TASK INSTRUCTIONS -> Wherever a line in the records contains the word "crate", return that line.

Records from a dataset:
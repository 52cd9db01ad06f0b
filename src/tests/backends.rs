use core::ops::ControlFlow;
use std::thread;
use std::time::Duration;

use handoff_core::{AddError, BlockingQueue};
use parking_lot::Mutex;

use crate::backend::{Bag, Channel, Polled, Pool, Segmented, Sharded};
use crate::{Backend, BackendKind, ParseBackendError, Retrieval, Retrieved};

/// Drain a completed backend, panicking if it ever reports `Empty`.
fn drain<B: Backend<u32> + ?Sized>(backend: &B) -> Vec<u32> {
    let mut items = Vec::new();
    loop {
        match backend.retrieve() {
            Retrieved::Item(item) => items.push(item),
            Retrieved::Empty => panic!("{} reported empty after completion", backend.name()),
            Retrieved::Finished => return items,
        }
    }
}

#[test]
fn every_kind_rejects_pushes_after_complete() {
    for kind in BackendKind::ALL {
        let backend = kind.build::<u32>();
        backend.push(1).unwrap();
        backend.push(2).unwrap();
        backend.complete();

        assert_eq!(backend.push(3), Err(AddError::Closed(3)), "{kind}");

        let mut items = drain(backend.as_ref());
        items.sort_unstable();
        assert_eq!(items, vec![1, 2], "{kind}");
        assert_eq!(backend.retrieve(), Retrieved::Finished, "{kind}");
    }
}

#[test]
fn complete_is_idempotent() {
    for kind in BackendKind::ALL {
        let backend = kind.build::<u32>();
        backend.complete();
        backend.complete();
        assert_eq!(backend.retrieve(), Retrieved::Finished, "{kind}");
    }
}

#[test]
fn names_and_retrieval_modes() {
    let expected = [
        ("locked", Retrieval::Blocking),
        ("locked-poll", Retrieval::Polling),
        ("segqueue", Retrieval::Polling),
        ("unbounded", Retrieval::Stream),
        ("bounded", Retrieval::Blocking),
        ("sharded", Retrieval::Polling),
        ("bag", Retrieval::Polling),
        ("pool", Retrieval::Dispatch),
    ];
    for (kind, (name, retrieval)) in BackendKind::ALL.into_iter().zip(expected) {
        let backend = kind.build::<u32>();
        assert_eq!(backend.name(), name);
        assert_eq!(backend.retrieval(), retrieval, "{kind}");
    }
}

#[test]
fn polling_backends_report_empty_while_open() {
    let polled = Polled::new();
    assert_eq!(Backend::<u32>::retrieve(&polled), Retrieved::Empty);

    let segmented = Segmented::new();
    assert_eq!(Backend::<u32>::retrieve(&segmented), Retrieved::Empty);

    let sharded = Sharded::with_timeout(2, Duration::from_millis(5));
    assert_eq!(Backend::<u32>::retrieve(&sharded), Retrieved::Empty);

    let bag = Bag::new(3);
    assert_eq!(Backend::<u32>::retrieve(&bag), Retrieved::Empty);
}

#[test]
fn polled_shares_the_blocking_queue() {
    let polled = Polled::new();
    polled.push(4).unwrap();
    assert_eq!(polled.queue().len(), 1);

    polled.complete();
    assert!(polled.queue().is_closed());
    assert_eq!(polled.retrieve(), Retrieved::Item(4));
    assert_eq!(polled.retrieve(), Retrieved::Finished);
}

#[test]
fn blocking_retrieve_wakes_on_complete() {
    let queue: BlockingQueue<u32> = BlockingQueue::new();

    thread::scope(|s| {
        let waiter = s.spawn(|| queue.retrieve());
        thread::sleep(Duration::from_millis(20));
        queue.complete();
        assert_eq!(waiter.join().unwrap(), Retrieved::Finished);
    });
}

#[test]
fn segmented_keeps_fifo_order() {
    let queue = Segmented::new();
    for i in 0..100 {
        queue.push(i).unwrap();
    }
    assert_eq!(queue.len(), 100);
    queue.complete();

    assert_eq!(drain(&queue), (0..100).collect::<Vec<_>>());
    assert!(queue.is_empty());
}

#[test]
fn segmented_never_finishes_before_accepted_items() {
    let queue = Segmented::new();

    let (accepted, received) = thread::scope(|s| {
        let producers: Vec<_> = (0..4u32)
            .map(|p| {
                let queue = &queue;
                s.spawn(move || {
                    (0..1000)
                        .filter(|i| queue.push(p * 1000 + i).is_ok())
                        .count()
                })
            })
            .collect();
        let consumer = s.spawn(|| {
            let mut received = 0;
            loop {
                match queue.retrieve() {
                    Retrieved::Item(_) => received += 1,
                    Retrieved::Empty => thread::yield_now(),
                    Retrieved::Finished => return received,
                }
            }
        });

        thread::sleep(Duration::from_millis(1));
        queue.complete();

        let accepted: usize = producers.into_iter().map(|h| h.join().unwrap()).sum();
        (accepted, consumer.join().unwrap())
    });

    assert_eq!(accepted, received);
}

#[test]
fn bounded_channel_applies_backpressure() {
    let channel = Channel::bounded(2);
    assert_eq!(channel.capacity(), Some(2));
    channel.push(1).unwrap();
    channel.push(2).unwrap();

    thread::scope(|s| {
        let producer = s.spawn(|| channel.push(3));
        thread::sleep(Duration::from_millis(20));
        assert!(!producer.is_finished());
        assert_eq!(channel.len(), 2);

        assert_eq!(channel.retrieve(), Retrieved::Item(1));
        assert_eq!(producer.join().unwrap(), Ok(()));
    });

    assert_eq!(channel.retrieve(), Retrieved::Item(2));
    assert_eq!(channel.retrieve(), Retrieved::Item(3));
}

#[test]
fn producer_blocked_on_full_channel_is_released_by_complete() {
    let channel = Channel::bounded(1);
    channel.push(1).unwrap();

    thread::scope(|s| {
        let producer = s.spawn(|| channel.push(2));
        thread::sleep(Duration::from_millis(20));
        channel.complete();
        assert_eq!(producer.join().unwrap(), Err(AddError::Closed(2)));
    });

    assert_eq!(drain(&channel), vec![1]);
}

#[test]
fn unbounded_channel_streams_until_complete() {
    let channel = Channel::unbounded();
    assert_eq!(channel.capacity(), None);

    thread::scope(|s| {
        let consumer = s.spawn(|| drain(&channel));
        for i in 0..50 {
            channel.push(i).unwrap();
        }
        channel.complete();
        assert_eq!(consumer.join().unwrap(), (0..50).collect::<Vec<_>>());
    });
    assert!(channel.is_empty());
}

#[test]
fn sharded_spreads_items_round_robin() {
    let sharded = Sharded::with_timeout(3, Duration::from_millis(5));
    assert_eq!(sharded.shards(), 3);
    for i in 0..9 {
        sharded.push(i).unwrap();
    }
    assert_eq!(sharded.len(), 9);
    sharded.complete();

    let mut items = drain(&sharded);
    items.sort_unstable();
    assert_eq!(items, (0..9).collect::<Vec<_>>());
    assert!(sharded.is_empty());
}

#[test]
fn sharded_clamps_to_one_shard() {
    let sharded: Sharded<u32> = Sharded::new(0);
    assert_eq!(sharded.shards(), 1);
}

#[test]
fn backend_kind_round_trips_through_strings() {
    for kind in BackendKind::ALL {
        assert_eq!(kind.to_string().parse::<BackendKind>(), Ok(kind));
    }
    assert_eq!(
        "bounded:16".parse::<BackendKind>(),
        Ok(BackendKind::Bounded { capacity: 16 })
    );
    assert_eq!(
        "sharded:8".parse::<BackendKind>(),
        Ok(BackendKind::Sharded { shards: 8 })
    );
    assert_eq!("bag:3".parse::<BackendKind>(), Ok(BackendKind::Bag { slots: 3 }));
    assert_eq!("pool".parse::<BackendKind>(), Ok(BackendKind::Pool));
}

#[test]
fn backend_kind_rejects_bad_input() {
    for input in ["", "queue", "locked:2", "bounded", "sharded:", "bag", "pool:2"] {
        let err = input.parse::<BackendKind>().unwrap_err();
        assert!(
            matches!(err, ParseBackendError::Unknown { .. } | ParseBackendError::Parameter { .. }),
            "{input}: {err}"
        );
    }

    assert!(matches!(
        "bounded:x".parse::<BackendKind>(),
        Err(ParseBackendError::Parameter { .. })
    ));
    assert!(matches!(
        "sharded:0".parse::<BackendKind>(),
        Err(ParseBackendError::Zero { .. })
    ));
    assert!(matches!(
        "locked:2".parse::<BackendKind>(),
        Err(ParseBackendError::Unknown { .. })
    ));
}

#[test]
fn bag_slot_hands_out_newest_first() {
    let bag = Bag::new(1);
    for i in 0..5 {
        bag.push(i).unwrap();
    }
    assert_eq!(bag.len(), 5);
    bag.complete();

    assert_eq!(drain(&bag), vec![4, 3, 2, 1, 0]);
    assert!(bag.is_empty());
}

#[test]
fn bag_spreads_items_over_slots() {
    let bag = Bag::new(4);
    assert_eq!(bag.slots(), 4);
    for i in 0..40 {
        bag.push(i).unwrap();
    }
    bag.complete();

    let mut items = drain(&bag);
    items.sort_unstable();
    assert_eq!(items, (0..40).collect::<Vec<_>>());
    assert_eq!(Bag::<u32>::new(0).slots(), 1);
}

#[test]
fn bag_never_finishes_before_accepted_items() {
    let bag = Bag::new(3);

    let (accepted, received) = thread::scope(|s| {
        let producers: Vec<_> = (0..4u32)
            .map(|p| {
                let bag = &bag;
                s.spawn(move || (0..1000).filter(|i| bag.push(p * 1000 + i).is_ok()).count())
            })
            .collect();
        let consumer = s.spawn(|| {
            let mut received = 0;
            loop {
                match bag.retrieve() {
                    Retrieved::Item(_) => received += 1,
                    Retrieved::Empty => thread::yield_now(),
                    Retrieved::Finished => return received,
                }
            }
        });

        thread::sleep(Duration::from_millis(1));
        bag.complete();

        let accepted: usize = producers.into_iter().map(|h| h.join().unwrap()).sum();
        (accepted, consumer.join().unwrap())
    });

    assert_eq!(accepted, received);
}

#[test]
fn pool_dispatch_feeds_every_item_to_one_worker() {
    let pool = Pool::new();
    let handled = Mutex::new(Vec::new());
    let handler = |worker: usize, item: u32| -> ControlFlow<()> {
        handled.lock().push((worker, item));
        ControlFlow::Continue(())
    };

    let counts: Vec<usize> = thread::scope(|s| {
        let workers: Vec<_> = pool
            .dispatch(s, 3, &handler)
            .into_iter()
            .map(|spawned| spawned.unwrap())
            .collect();

        for i in 0..300 {
            pool.push(i).unwrap();
        }
        pool.complete();
        workers.into_iter().map(|w| w.join().unwrap()).collect()
    });

    assert_eq!(counts.len(), 3);
    assert_eq!(counts.iter().sum::<usize>(), 300);

    let handled = handled.into_inner();
    assert!(handled.iter().all(|&(worker, _)| worker < 3));
    let mut items: Vec<_> = handled.into_iter().map(|(_, item)| item).collect();
    items.sort_unstable();
    assert_eq!(items, (0..300).collect::<Vec<_>>());
    assert!(pool.is_empty());
}

#[test]
fn pool_worker_stops_when_handler_breaks() {
    let pool = Pool::new();
    for i in 0..10 {
        pool.push(i).unwrap();
    }

    let handler = |_: usize, item: u32| -> ControlFlow<()> {
        if item == 3 {
            ControlFlow::Break(())
        } else {
            ControlFlow::Continue(())
        }
    };

    let handled = thread::scope(|s| {
        let worker = pool.dispatch(s, 1, &handler).pop().unwrap().unwrap();
        worker.join().unwrap()
    });

    assert_eq!(handled, 3);
    assert_eq!(pool.len(), 6);
}

#[test]
fn non_dispatching_backends_start_no_workers() {
    let queue: BlockingQueue<u32> = BlockingQueue::new();
    let handler = |_: usize, _: u32| -> ControlFlow<()> { ControlFlow::Continue(()) };
    thread::scope(|s| assert!(queue.dispatch(s, 4, &handler).is_empty()));
}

RESPONSE AREA ->
use crate::backend::{Bag, Channel, Polled, Pool, Segmented, Sharded};
use crate::{Backend, BackendKind, ParseBackendError, Retrieval, Retrieved};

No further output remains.